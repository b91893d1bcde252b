//! Game entities.
//!
//! Every entity is a world-space circle with mass. Players own player
//! cells; food, viruses and ejected mass are unowned or loosely owned.

mod cell;
mod ejected_mass;
mod food;
mod player;
mod player_cell;
mod virus;

pub use cell::{Boost, Cell, CellData, CellKind};
pub use ejected_mass::EjectedMass;
pub use food::Food;
pub use player::{Player, PlayerId, Role};
pub use player_cell::PlayerCell;
pub use virus::Virus;
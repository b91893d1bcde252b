//! Binary reading and writing utilities.
//!
//! All values are little-endian. Strings are UTF-8 and NUL-terminated.

use crate::ProtocolError;
use bytes::{Buf, BufMut, Bytes, BytesMut};

/// Longest string field accepted from a client, terminator excluded.
pub const MAX_STRING_LEN: usize = 256;

/// A reader for parsing binary protocol messages.
///
/// Every read is checked; running off the end yields
/// [`ProtocolError::UnexpectedEof`] instead of panicking.
#[derive(Debug)]
pub struct BinaryReader {
    buf: Bytes,
}

impl BinaryReader {
    /// Create a new reader from raw bytes.
    pub fn new(data: impl Into<Bytes>) -> Self {
        Self { buf: data.into() }
    }

    /// Returns remaining bytes.
    #[inline]
    pub fn remaining(&self) -> usize {
        self.buf.remaining()
    }

    #[inline]
    fn ensure(&self, n: usize) -> Result<(), ProtocolError> {
        if self.buf.remaining() >= n {
            Ok(())
        } else {
            Err(ProtocolError::UnexpectedEof)
        }
    }

    #[inline]
    pub fn get_u8(&mut self) -> Result<u8, ProtocolError> {
        self.ensure(1)?;
        Ok(self.buf.get_u8())
    }

    #[inline]
    pub fn get_u16(&mut self) -> Result<u16, ProtocolError> {
        self.ensure(2)?;
        Ok(self.buf.get_u16_le())
    }

    #[inline]
    pub fn get_u32(&mut self) -> Result<u32, ProtocolError> {
        self.ensure(4)?;
        Ok(self.buf.get_u32_le())
    }

    #[inline]
    pub fn get_u64(&mut self) -> Result<u64, ProtocolError> {
        self.ensure(8)?;
        Ok(self.buf.get_u64_le())
    }

    #[inline]
    pub fn get_f32(&mut self) -> Result<f32, ProtocolError> {
        self.ensure(4)?;
        Ok(self.buf.get_f32_le())
    }

    /// Read a NUL-terminated UTF-8 string of at most `max_len` bytes.
    pub fn get_string(&mut self, max_len: usize) -> Result<String, ProtocolError> {
        let end = self
            .buf
            .iter()
            .position(|&b| b == 0)
            .ok_or(ProtocolError::UnexpectedEof)?;
        if end > max_len {
            return Err(ProtocolError::StringTooLong { max: max_len });
        }
        let raw = self.buf.split_to(end);
        self.buf.advance(1);
        String::from_utf8(raw.to_vec()).map_err(|_| ProtocolError::InvalidUtf8)
    }
}

/// A writer for building binary protocol messages.
#[derive(Debug, Default)]
pub struct BinaryWriter {
    buf: BytesMut,
}

impl BinaryWriter {
    /// Create a new writer with default capacity.
    pub fn new() -> Self {
        Self::with_capacity(256)
    }

    /// Create a new writer with the specified capacity.
    pub fn with_capacity(capacity: usize) -> Self {
        Self {
            buf: BytesMut::with_capacity(capacity),
        }
    }

    /// Returns the current length.
    #[inline]
    pub fn len(&self) -> usize {
        self.buf.len()
    }

    /// Returns true if empty.
    #[inline]
    pub fn is_empty(&self) -> bool {
        self.buf.is_empty()
    }

    #[inline]
    pub fn put_u8(&mut self, v: u8) {
        self.buf.put_u8(v);
    }

    #[inline]
    pub fn put_u16(&mut self, v: u16) {
        self.buf.put_u16_le(v);
    }

    #[inline]
    pub fn put_u32(&mut self, v: u32) {
        self.buf.put_u32_le(v);
    }

    #[inline]
    pub fn put_u64(&mut self, v: u64) {
        self.buf.put_u64_le(v);
    }

    #[inline]
    pub fn put_f32(&mut self, v: f32) {
        self.buf.put_f32_le(v);
    }

    /// Write a NUL-terminated UTF-8 string. Interior NULs are dropped.
    pub fn put_string(&mut self, s: &str) {
        for b in s.bytes().filter(|&b| b != 0) {
            self.buf.put_u8(b);
        }
        self.buf.put_u8(0);
    }

    /// Consume the writer and return the built buffer.
    pub fn finish(self) -> Bytes {
        self.buf.freeze()
    }

    /// Get current buffer as a slice.
    pub fn as_slice(&self) -> &[u8] {
        &self.buf
    }
}

#[cfg(test)]
mod tests {
    use super::*;

    #[test]
    fn test_string_reads_up_to_terminator() {
        let mut w = BinaryWriter::new();
        w.put_string("hello");
        w.put_u8(7);
        let mut r = BinaryReader::new(w.finish());
        assert_eq!(r.get_string(MAX_STRING_LEN).unwrap(), "hello");
        assert_eq!(r.get_u8().unwrap(), 7);
        assert_eq!(r.remaining(), 0);
    }

    #[test]
    fn test_short_buffer_is_eof() {
        let mut r = BinaryReader::new(vec![1u8, 2]);
        assert_eq!(r.get_u32(), Err(ProtocolError::UnexpectedEof));
    }

    #[test]
    fn test_unterminated_string_is_eof() {
        let mut r = BinaryReader::new(b"abc".to_vec());
        assert_eq!(r.get_string(16), Err(ProtocolError::UnexpectedEof));
    }

    #[test]
    fn test_string_length_limit() {
        let mut w = BinaryWriter::new();
        w.put_string("abcdef");
        let mut r = BinaryReader::new(w.finish());
        assert_eq!(r.get_string(3), Err(ProtocolError::StringTooLong { max: 3 }));
    }

    #[test]
    fn test_invalid_utf8_rejected() {
        let mut r = BinaryReader::new(vec![0xFFu8, 0xFE, 0x00]);
        assert_eq!(r.get_string(16), Err(ProtocolError::InvalidUtf8));
    }

    #[test]
    fn test_writer_drops_interior_nul() {
        let mut w = BinaryWriter::new();
        w.put_string("a\0b");
        assert_eq!(w.as_slice(), b"ab\0");
    }
}
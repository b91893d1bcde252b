//! Client session state held by the game loop.

use super::command::Command;
use bytes::Bytes;
use protocol::BinaryWriter;
use std::collections::VecDeque;
use std::net::SocketAddr;
use thiserror::Error;
use tokio::sync::mpsc;

/// Why a frame could not be queued for a client.
#[derive(Debug, Error, Clone, Copy, PartialEq, Eq)]
pub enum OutboxError {
    /// The client is not draining its socket fast enough.
    #[error("outbound buffer full")]
    Full,
    /// The writer task has gone away.
    #[error("connection closed")]
    Closed,
}

/// Sending half of a client's bounded outbound queue.
///
/// Sends never wait. Dropping the last `Outbox` ends the writer, which
/// closes the socket.
#[derive(Debug, Clone)]
pub struct Outbox {
    tx: mpsc::Sender<Bytes>,
}

impl Outbox {
    pub fn new(tx: mpsc::Sender<Bytes>) -> Self {
        Self { tx }
    }

    /// Create an outbox and the receiver its writer task drains.
    pub fn channel(capacity: usize) -> (Self, mpsc::Receiver<Bytes>) {
        let (tx, rx) = mpsc::channel(capacity.max(1));
        (Self::new(tx), rx)
    }

    pub fn send(&self, packet: BinaryWriter) -> Result<(), OutboxError> {
        self.send_bytes(packet.finish())
    }

    pub fn send_bytes(&self, frame: Bytes) -> Result<(), OutboxError> {
        self.tx.try_send(frame).map_err(|e| match e {
            mpsc::error::TrySendError::Full(_) => OutboxError::Full,
            mpsc::error::TrySendError::Closed(_) => OutboxError::Closed,
        })
    }
}

/// A connected client session.
#[derive(Debug)]
pub struct Session {
    /// Same id as the session's [`Player`](crate::entity::Player).
    pub id: u32,
    /// Remote address, if known.
    pub addr: Option<SocketAddr>,
    outbox: Outbox,
    /// Commands waiting for the next tick.
    pub pending: VecDeque<Command>,
    /// First send failure; the session is dropped at the end of the tick.
    failure: Option<OutboxError>,
}

impl Session {
    pub fn new(id: u32, addr: Option<SocketAddr>, outbox: Outbox) -> Self {
        Self {
            id,
            addr,
            outbox,
            pending: VecDeque::new(),
            failure: None,
        }
    }

    pub fn send(&mut self, packet: BinaryWriter) {
        self.send_bytes(packet.finish());
    }

    /// Queue a frame. After the first failure every send is a no-op.
    pub fn send_bytes(&mut self, frame: Bytes) {
        if self.failure.is_some() {
            return;
        }
        if let Err(e) = self.outbox.send_bytes(frame) {
            self.failure = Some(e);
        }
    }

    pub fn failure(&self) -> Option<OutboxError> {
        self.failure
    }
}

#[cfg(test)]
mod tests {
    use super::*;
    use protocol::packets::build_pong;

    #[test]
    fn test_full_outbox_marks_session() {
        let (outbox, mut rx) = Outbox::channel(2);
        let mut session = Session::new(1, None, outbox);
        session.send(build_pong());
        session.send(build_pong());
        assert_eq!(session.failure(), None);
        session.send(build_pong());
        assert_eq!(session.failure(), Some(OutboxError::Full));

        // Draining does not clear the mark.
        while rx.try_recv().is_ok() {}
        session.send(build_pong());
        assert_eq!(session.failure(), Some(OutboxError::Full));
        assert!(rx.try_recv().is_err());
    }

    #[test]
    fn test_closed_outbox() {
        let (outbox, rx) = Outbox::channel(4);
        drop(rx);
        assert_eq!(outbox.send(build_pong()), Err(OutboxError::Closed));
    }
}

#####

#### TASK TO CARRY OUT:
Filter the entries down to the lines containing "crate". Copy each of those lines.

#### ANSWER TO THIS EXERCISE:
use crate::ProtocolError;
    /// Same id as the session's [`Player`](crate::entity::Player).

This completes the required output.